Simplifying Nontargeted Analysis of PFAS in Complex Food Matrixes.

Abstract

Per- and polyfluoroalkyl substances (PFAS) are a class of toxic environmental contaminants that are characterized by their high chemical stability and enormous structural diversity. The limited availability of PFAS reference standards is the main motivation for developing nontargeted analytical methods. Current concepts are complex and rely on multiple filtering steps (e.g., assumption of homologous series, detection of mass defects, generic fragments, and spectra obtained from web-based sources). High-resolution mass spectrometry (HRMS)-based chromatograms of fish liver extracts were deconvoluted. Based on the ion abundance between the monoisotopic and the first isotopic peak, the number of carbons (C) was estimated for each extracted feature. A mass over carbon (m/C) and mass defect over carbon (md/C) ratio was calculated. PFAS-related peaks are strongly discriminated from matrix peaks when plotting m/C versus md/C. This enables nontarget detection of PFAS present at low µg/kg concentration in complex food matrixes.
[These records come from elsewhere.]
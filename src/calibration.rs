//! Calibration Provider: received power to volume backscattering strength

use std::f64::consts::PI;

use ndarray::{Array1, Array2, Array3, Zip};
use tracing::debug;

use crate::config::{CalibrationParams, EncodeMode, WaveformMode};
use crate::error::{EchoError, Result};
use crate::types::{CalibrationReference, ChannelCalibration, Segment, SegmentKind};

/// Smallest range (metres) used in the range-dependent terms, keeping
/// `log10(r)` finite at the transducer face.
pub const MIN_RANGE_M: f64 = 1e-3;

/// Outcome of calibrating one segment.
#[derive(Debug, Clone, PartialEq)]
pub enum Calibration {
    Calibrated(Segment),
    /// The segment cannot be calibrated and should be skipped, not failed.
    Skip(String),
}

pub trait CalibrationProvider: Sync {
    fn calibrate(&self, segment: &Segment, params: &CalibrationParams) -> Result<Calibration>;
}

/// Narrowband (CW) sonar equation driven by a reference document.
///
/// `Sv = Pr + 20 log10(r) + 2αr − 10 log10(Pt λ² c τ ψ / 32π²) − 2G − 2Sa`
#[derive(Debug, Clone)]
pub struct SonarEquation {
    reference: CalibrationReference,
}

impl SonarEquation {
    pub fn new(reference: CalibrationReference) -> Self {
        Self { reference }
    }

    /// Constant (range-independent) part of the equation for one channel.
    fn channel_constant(cal: &ChannelCalibration, frequency_hz: f64, sound_speed: f64) -> f64 {
        let wavelength = sound_speed / frequency_hz;
        let psi = 10f64.powf(cal.equivalent_beam_angle_db / 10.0);
        let transmit = cal.transmit_power_w * wavelength.powi(2) * sound_speed * cal.pulse_duration_s * psi
            / (32.0 * PI * PI);
        10.0 * transmit.log10() + 2.0 * cal.gain_db + 2.0 * cal.sa_correction_db
    }
}

impl CalibrationProvider for SonarEquation {
    fn calibrate(&self, segment: &Segment, params: &CalibrationParams) -> Result<Calibration> {
        if params.encode_mode != EncodeMode::Power || params.waveform_mode != WaveformMode::Cw {
            return Err(EchoError::Config(format!(
                "only power-encoded CW data can be calibrated, got {:?}/{:?}",
                params.encode_mode, params.waveform_mode
            )));
        }
        if segment.kind != SegmentKind::Power {
            return Err(EchoError::ContractViolation(
                "segment is already calibrated".to_string(),
            ));
        }
        if !(segment.sample_interval > 0.0) {
            return Err(EchoError::ContractViolation(format!(
                "segment sample interval {} s cannot yield a range",
                segment.sample_interval
            )));
        }

        let mut calibrations = Vec::with_capacity(segment.channel_count());
        for channel in &segment.channels {
            match self.reference.channel(&channel.id) {
                Some(cal) => calibrations.push(cal),
                None => {
                    return Ok(Calibration::Skip(format!(
                        "missing calibration reference for channel '{}'",
                        channel.id
                    )));
                }
            }
        }

        let sound_speed = self.reference.sound_speed.unwrap_or(segment.sound_speed);
        let samples = segment.sample_count();
        let range = Array1::from_shape_fn(samples, |i| sound_speed * segment.sample_interval * i as f64 / 2.0);
        let depth = range.mapv(|r| r + params.depth_offset);

        // Range-dependent gain plus channel constant, per (channel, sample).
        let correction = Array2::from_shape_fn((segment.channel_count(), samples), |(c, i)| {
            let cal = calibrations[c];
            let r = range[i].max(MIN_RANGE_M);
            20.0 * r.log10() + 2.0 * cal.absorption_db_per_m * r
                - Self::channel_constant(cal, segment.channels[c].frequency_hz, sound_speed)
        });

        let mut sv = Array3::<f64>::zeros(segment.values.dim());
        Zip::indexed(&mut sv)
            .and(&segment.values)
            .par_for_each(|(_, c, i), out, &power| *out = power + correction[[c, i]]);

        debug!(pings = segment.len(), channels = segment.channel_count(), sound_speed, "calibrated segment");
        let mut calibrated = segment.with_values(SegmentKind::Sv, sv, Some(depth))?;
        calibrated.sound_speed = sound_speed;
        Ok(Calibration::Calibrated(calibrated))
    }
}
The proposed concept is highly selective by revealing a relatively small number of high-probability PFAS candidates (features). The small number of surviving candidates permits the MS/MS-based confirmation of each feature. This strategy led to the finding of one PFAS not present in the reference standard solution, as well as the detection of an unexpected set of PFAS adducts. The proposed concept of mass over carbon versus mass defect over carbon is suited for the nontarget detection of low amounts of PFAS in complex matrixes. It should be capable of detecting any PFAS (F/H ratio should be >1:1) regardless of the ionization mode.